The programs offered through the Learning& Employment Centre enable residents to develop a variety of life skills that help them along their journey toward more independent living arrangements. In settings like the Cape Breton Print Shop, Abilitea’s Café, and the Ethical Swag Canadian Fulfillment Centre, residents learn essential job skills and social skills while gaining opportunities for further education and professional development. Jennifer says that, through the Centre,”Our participants learn communication skills, collaboration, multitasking, and, most importantly, teamwork.” She gives special emphasis to the teamwork aspect, as it speaks to the heart of what Breton Ability Centre provides for its residents–the opportunity to develop lasting and meaningful relationships while building personal confidence, comfort, and independence.


The diversity of the Breton Ability Centre’s employment offerings allows residents to gain the particular skills and experiences that best fit their individualized development plans.
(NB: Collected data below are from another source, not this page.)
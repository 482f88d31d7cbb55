use once_cell::sync::Lazy;
use regex::Regex;
use serde::{Deserialize, Serialize};
use std::collections::HashMap;

use crate::config::{BleuTokenizer, ScoringConfig};

const MAX_NGRAM_ORDER: usize = 4;

// mteval-v13a punctuation rules, applied in order
static RE_SYMBOLS: Lazy<Regex> = Lazy::new(|| {
    Regex::new(r"([\x7B-\x7E\x5B-\x60\x20-\x26\x28-\x2B\x3A-\x40\x2F])").expect("Invalid symbol regex")
});
static RE_PERIOD_COMMA_AFTER: Lazy<Regex> = Lazy::new(|| Regex::new(r"([^0-9])([\.,])").expect("Invalid punctuation regex"));
static RE_PERIOD_COMMA_BEFORE: Lazy<Regex> = Lazy::new(|| Regex::new(r"([\.,])([^0-9])").expect("Invalid punctuation regex"));
static RE_DASH: Lazy<Regex> = Lazy::new(|| Regex::new(r"([0-9])(-)").expect("Invalid dash regex"));

/// Corpus-level BLEU in the shape sacreBLEU reports it.
#[derive(Debug, Clone, PartialEq, Serialize, Deserialize)]
pub struct BleuScore {
    pub score: f64,
    pub counts: Vec<u64>,
    pub totals: Vec<u64>,
    pub precisions: Vec<f64>,
    pub bp: f64,
    pub sys_len: u64,
    pub ref_len: u64,
}

/// sacreBLEU-compatible corpus BLEU against a single reference per segment.
#[derive(Debug, Clone)]
pub struct Bleu {
    tokenizer: BleuTokenizer,
    lowercase: bool,
    effective_order: bool,
}

impl Bleu {
    pub fn new(tokenizer: BleuTokenizer, lowercase: bool, effective_order: bool) -> Self {
        Self {
            tokenizer,
            lowercase,
            effective_order,
        }
    }

    pub fn from_config(config: &ScoringConfig) -> Self {
        Self::new(config.tokenizer, config.lowercase, config.effective_order)
    }

    /// Score aligned predictions against references. Callers check equal lengths.
    pub fn corpus_score(&self, predictions: &[String], references: &[String]) -> BleuScore {
        let mut counts = vec![0u64; MAX_NGRAM_ORDER];
        let mut totals = vec![0u64; MAX_NGRAM_ORDER];
        let mut sys_len = 0u64;
        let mut ref_len = 0u64;

        for (prediction, reference) in predictions.iter().zip(references) {
            let hyp = self.tokenize(prediction);
            let refs = self.tokenize(reference);
            sys_len += hyp.len() as u64;
            ref_len += refs.len() as u64;

            for n in 1..=MAX_NGRAM_ORDER {
                let hyp_ngrams = ngrams(&hyp, n);
                let ref_ngrams = ngrams(&refs, n);
                let matched: usize = hyp_ngrams
                    .iter()
                    .map(|(gram, &count)| count.min(ref_ngrams.get(gram).copied().unwrap_or(0)))
                    .sum();
                counts[n - 1] += matched as u64;
                totals[n - 1] += hyp.len().saturating_sub(n - 1) as u64;
            }
        }

        self.compute(counts, totals, sys_len, ref_len)
    }

    fn compute(&self, counts: Vec<u64>, totals: Vec<u64>, sys_len: u64, ref_len: u64) -> BleuScore {
        let mut precisions = vec![0.0; MAX_NGRAM_ORDER];

        let bp = if sys_len == 0 {
            0.0
        } else if sys_len < ref_len {
            (1.0 - ref_len as f64 / sys_len as f64).exp()
        } else {
            1.0
        };

        // exp smoothing: halve the pseudo-precision for every order without a match
        let mut smooth = 1.0;
        let mut eff_order = MAX_NGRAM_ORDER;
        for n in 1..=MAX_NGRAM_ORDER {
            if totals[n - 1] == 0 {
                if self.effective_order {
                    eff_order = n - 1;
                }
                break;
            }
            if counts[n - 1] == 0 {
                smooth *= 2.0;
                precisions[n - 1] = 100.0 / (smooth * totals[n - 1] as f64);
            } else {
                precisions[n - 1] = 100.0 * counts[n - 1] as f64 / totals[n - 1] as f64;
            }
        }

        let used = &precisions[..eff_order];
        let score = if sys_len == 0 || eff_order == 0 || used.iter().any(|&p| p <= 0.0) {
            0.0
        } else {
            let log_sum: f64 = used.iter().map(|p| p.ln()).sum();
            bp * (log_sum / eff_order as f64).exp()
        };

        BleuScore {
            score,
            counts,
            totals,
            precisions,
            bp,
            sys_len,
            ref_len,
        }
    }

    fn tokenize(&self, line: &str) -> Vec<String> {
        let line = if self.lowercase {
            line.to_lowercase()
        } else {
            line.to_string()
        };
        let line = match self.tokenizer {
            BleuTokenizer::Mteval13a => tokenize_13a(&line),
            BleuTokenizer::Whitespace => line,
        };
        line.split_whitespace().map(str::to_string).collect()
    }
}

/// mteval-v13a tokenization
pub fn tokenize_13a(line: &str) -> String {
    let mut line = line
        .replace("<skipped>", "")
        .replace("-\n", "")
        .replace('\n', " ");
    if line.contains('&') {
        line = line
            .replace("&quot;", "\"")
            .replace("&amp;", "&")
            .replace("&lt;", "<")
            .replace("&gt;", ">");
    }

    let line = format!(" {} ", line);
    let line = RE_SYMBOLS.replace_all(&line, " ${1} ");
    let line = RE_PERIOD_COMMA_AFTER.replace_all(&line, "${1} ${2} ");
    let line = RE_PERIOD_COMMA_BEFORE.replace_all(&line, " ${1} ${2}");
    let line = RE_DASH.replace_all(&line, "${1} ${2} ");

    line.split_whitespace().collect::<Vec<_>>().join(" ")
}

fn ngrams(tokens: &[String], n: usize) -> HashMap<&[String], usize> {
    let mut grams = HashMap::new();
    if tokens.len() < n {
        return grams;
    }
    for window in tokens.windows(n) {
        *grams.entry(window).or_insert(0) += 1;
    }
    grams
}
For example, working at Abilitea’s Café gives residents the opportunity to improve their social skills and develop lasting connections while simultaneously sharpening their critical thinking skills. In the Ethical Swag Fulfillment Centre, residents assemble swag packs to be distributed to Ethical Swag’s Canadian clients, gaining valuable organizational skills and communication skills while developing a sense of personal responsibility. As Harman puts it, these programs ``create training and employment opportunities for people with varying abilities and are a great way of developing opportunities for community inclusion and a sense of belonging.``

Breton Ability Centre operates based on the fundamental principle that each resident is unique and deserves to have their uniqueness respected and encouraged. The work opportunities they provide through the Learning & Employment Centre are essential to helping residents discover and develop their unique gifts. Jennifer recalls one such success story: “One of our participants was struggling to find themselves while training through the Learning & Employment Centre. When we started our contract with Ethical Swag we noticed the sense of belonging she had for this program. She was excited to see stock arriving, taking the lead to remind staff to get it counted and organized. She was always eager to work at these packages and was so happy to have completed an order. She always felt she had reached a goal and made a huge accomplishment.”

By empowering the resident with a sense of purpose, the Centre was able to create a source of satisfaction and belonging that had positive impacts across all areas of her life. It is a shining example of the Centre’s commitment to going above and beyond its resident’s needs by providing meaningful, engaging work opportunities.